- Born: Sarah Fredericka Bentschner July 16, 1870 Charleston, South Carolina
- Died: February 28, 1926 (aged 55)
- Occupation: Social Organizer
- Spouse: Julius Marion Visanska ​ ​(m. 1895)​

= Sarah Visanska =

Sarah Visanska (July 16, 1870 – February 28, 1926) was an American clubwoman, president of the South Carolina Federation of Women's Clubs from 1910 to 1912.

==Early life and education==
Sarah Fredericka Bentschner was born in Charleston, South Carolina, in 1870, the daughter of David and Hannah Jacobi Bentschner. Her German-born father owned a men's clothing store. She graduated from Charleston Female Seminary in 1889.

==Club work==
Sarah Visanska was the founder and first president of the Charleston section of the National Council of Jewish Women. She spent six years as president of the Charleston Civic Club and two years as president of the South Carolina Federation of Women's Clubs.
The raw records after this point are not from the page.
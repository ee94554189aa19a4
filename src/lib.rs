//! OrderChain - An append-only proof-of-work ledger for supply-chain order events
//!
//! # Architecture
//!
//! The crate is organized into logical modules:
//!
//! ## Core Ledger
//! - [`blockchain`] - Blocks, the ledger, order lookups and chain validation
//! - [`transaction`] - Order-event records and their digests
//! - [`merkle`] - Merkle root aggregation
//!
//! ## Consensus
//! - [`miner`] - Proof-of-work mining with cooperative cancellation
//!
//! ## Cryptography
//! - [`crypto`] - SHA-256 helpers and hex conversion
//!
//! ## Concurrency
//! - [`shared`] - Mutex-guarded ledger handle for concurrent callers
//!
//! ## Configuration & Utilities
//! - [`config`] - Configuration management
//! - [`error`] - Error types

#![forbid(unsafe_code)]

// ============================================================================
// Core Ledger
// ============================================================================
pub mod blockchain;
pub mod merkle;
pub mod transaction;

// ============================================================================
// Consensus & Mining
// ============================================================================
pub mod miner;

// ============================================================================
// Cryptography
// ============================================================================
pub mod crypto;

// ============================================================================
// Concurrency
// ============================================================================
pub mod shared;

// ============================================================================
// Configuration & Utilities
// ============================================================================
pub mod config;
pub mod error;
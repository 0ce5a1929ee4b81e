//! Error types for campus.

use axum::{
    Json,
    http::StatusCode,
    response::{IntoResponse, Response},
};
use serde_json::json;
use thiserror::Error;

/// Application result type.
pub type AppResult<T> = Result<T, AppError>;

/// Application error type.
#[derive(Debug, Error)]
pub enum AppError {
    // === Client Errors ===
    #[error("Not found: {0}")]
    NotFound(String),

    #[error("Unauthorized")]
    Unauthorized,

    #[error("Forbidden: {0}")]
    Forbidden(String),

    #[error("Validation error: {0}")]
    Validation(String),

    #[error("Conflict: {0}")]
    Conflict(String),

    // === Server Errors ===
    #[error("Service unavailable: {0}")]
    Unavailable(String),

    #[error("Database error: {0}")]
    Database(String),

    #[error("Configuration error: {0}")]
    Config(String),
}

impl AppError {
    /// Returns the HTTP status code for this error.
    #[must_use]
    pub const fn status_code(&self) -> StatusCode {
        match self {
            // 4xx Client Errors
            Self::NotFound(_) => StatusCode::NOT_FOUND,
            Self::Unauthorized => StatusCode::UNAUTHORIZED,
            Self::Forbidden(_) => StatusCode::FORBIDDEN,
            Self::Validation(_) => StatusCode::BAD_REQUEST,
            Self::Conflict(_) => StatusCode::CONFLICT,

            // 5xx Server Errors
            Self::Unavailable(_) => StatusCode::SERVICE_UNAVAILABLE,
            Self::Database(_) | Self::Config(_) => StatusCode::INTERNAL_SERVER_ERROR,
        }
    }

    /// Returns the error code for API responses.
    #[must_use]
    pub const fn error_code(&self) -> &'static str {
        match self {
            Self::NotFound(_) => "NOT_FOUND",
            Self::Unauthorized => "UNAUTHORIZED",
            Self::Forbidden(_) => "FORBIDDEN",
            Self::Validation(_) => "VALIDATION_ERROR",
            Self::Conflict(_) => "CONFLICT",
            Self::Unavailable(_) => "SERVICE_UNAVAILABLE",
            Self::Database(_) => "DATABASE_ERROR",
            Self::Config(_) => "CONFIG_ERROR",
        }
    }

    /// Returns whether this error should be logged at error level.
    #[must_use]
    pub fn is_server_error(&self) -> bool {
        self.status_code().is_server_error()
    }
}

impl IntoResponse for AppError {
    fn into_response(self) -> Response {
        let status = self.status_code();
        let code = self.error_code();

        if self.is_server_error() {
            tracing::error!(error = %self, code = code, "Server error occurred");
        } else {
            tracing::debug!(error = %self, code = code, "Client error occurred");
        }

        let body = Json(json!({
            "error": {
                "code": code,
                "message": self.to_string(),
            }
        }));

        (status, body).into_response()
    }
}

// === From implementations ===

impl From<validator::ValidationErrors> for AppError {
    fn from(err: validator::ValidationErrors) -> Self {
        Self::Validation(err.to_string())
    }
}

impl From<config::ConfigError> for AppError {
    fn from(err: config::ConfigError) -> Self {
        Self::Config(err.to_string())
    }
}

#[cfg(test)]
#[allow(clippy::unwrap_used)]
mod tests {
    use super::*;

    #[test]
    fn test_status_codes() {
        assert_eq!(AppError::Unauthorized.status_code(), StatusCode::UNAUTHORIZED);
        assert_eq!(
            AppError::Conflict("no subscription".into()).status_code(),
            StatusCode::CONFLICT
        );
        assert_eq!(
            AppError::Unavailable("push".into()).status_code(),
            StatusCode::SERVICE_UNAVAILABLE
        );
        assert!(AppError::Database("down".into()).is_server_error());
        assert!(!AppError::Forbidden("other user".into()).is_server_error());
    }

    #[test]
    fn test_error_codes() {
        assert_eq!(AppError::NotFound("x".into()).error_code(), "NOT_FOUND");
        assert_eq!(AppError::Validation("x".into()).error_code(), "VALIDATION_ERROR");
    }
}
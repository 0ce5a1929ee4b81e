//! Push subscription entity.

use sea_orm::entity::prelude::*;
use serde::{Deserialize, Serialize};

/// A browser push subscription bound to a user and a set of topics.
#[derive(Clone, Debug, PartialEq, Eq, DeriveEntityModel, Serialize, Deserialize)]
#[sea_orm(table_name = "push_subscription")]
pub struct Model {
    /// Unique identifier
    #[sea_orm(primary_key, auto_increment = false)]
    pub id: String,

    /// User the device is currently bound to
    #[sea_orm(indexed)]
    pub user_id: String,

    /// Push service endpoint URL (unique per device)
    #[sea_orm(column_type = "Text", unique)]
    pub endpoint: String,

    /// P256DH public key (base64url)
    pub p256dh: String,

    /// Auth secret (base64url)
    pub auth: String,

    /// Subscribed topics (JSON array of strings)
    pub topics: Json,

    /// Expiration reported by the push service (epoch millis)
    #[sea_orm(nullable)]
    pub expiration_time: Option<i64>,

    /// User agent of the subscribing device
    #[sea_orm(nullable)]
    pub user_agent: Option<String>,

    /// Timestamp when the subscription was created
    pub created_at: DateTimeWithTimeZone,

    /// Timestamp when the subscription was last updated
    #[sea_orm(nullable)]
    pub updated_at: Option<DateTimeWithTimeZone>,
}

impl Model {
    /// Topics as plain strings.
    #[must_use]
    pub fn topic_list(&self) -> Vec<String> {
        self.topics
            .as_array()
            .map(|arr| {
                arr.iter()
                    .filter_map(|v| v.as_str().map(String::from))
                    .collect()
            })
            .unwrap_or_default()
    }
}

#[derive(Copy, Clone, Debug, EnumIter, DeriveRelation)]
pub enum Relation {}

impl ActiveModelBehavior for ActiveModel {}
From these and other posts in women-run organizations, she was active in advocating for women's suffrage in South Carolina and for issues such as early childhood education. She was also a member of the Ladies' Hebrew Benevolent Society, the Society for the Study and Prevention of Tuberculosis, the Charleston Female Seminary Alumnae Association, the Charleston Guild of Arts and Crafts, and the Roper Hospital Auxiliary. She was one of South Carolina's delegates to the National Meeting of the General Federation of Women's Clubs in St. Louis in 1904.

While she was president of the Kelly Kindergarten Association, the first free kindergarten in the American South opened in Charleston. She was also active in the establishment of the first public playground in South Carolina.

During World War I, she organized Charleston's Women's Division of the Red Cross and the Community Club for Enlisted Men and worked especially on wartime food conservation efforts.

==Personal life==
Sarah Bentschner married businessman Julius Marion Visanska in 1895. He bought a lot of land in 1919, and in 1920, they built a new house on East Battery Street in Charleston on land historically associated with Fort Mechanic. She died in 1926, at age 55; her remains were interred at the Kahal Kadosh Beth Elohim Cemetery in Charleston, the oldest Jewish cemetery in the American South.

Visanska was posthumously elected to the Charleston Federation of Women's Clubs Hall of Fame. The 1920 Julius M. Visanska House is a historic yellow brick mansion on East Battery Street in Charleston.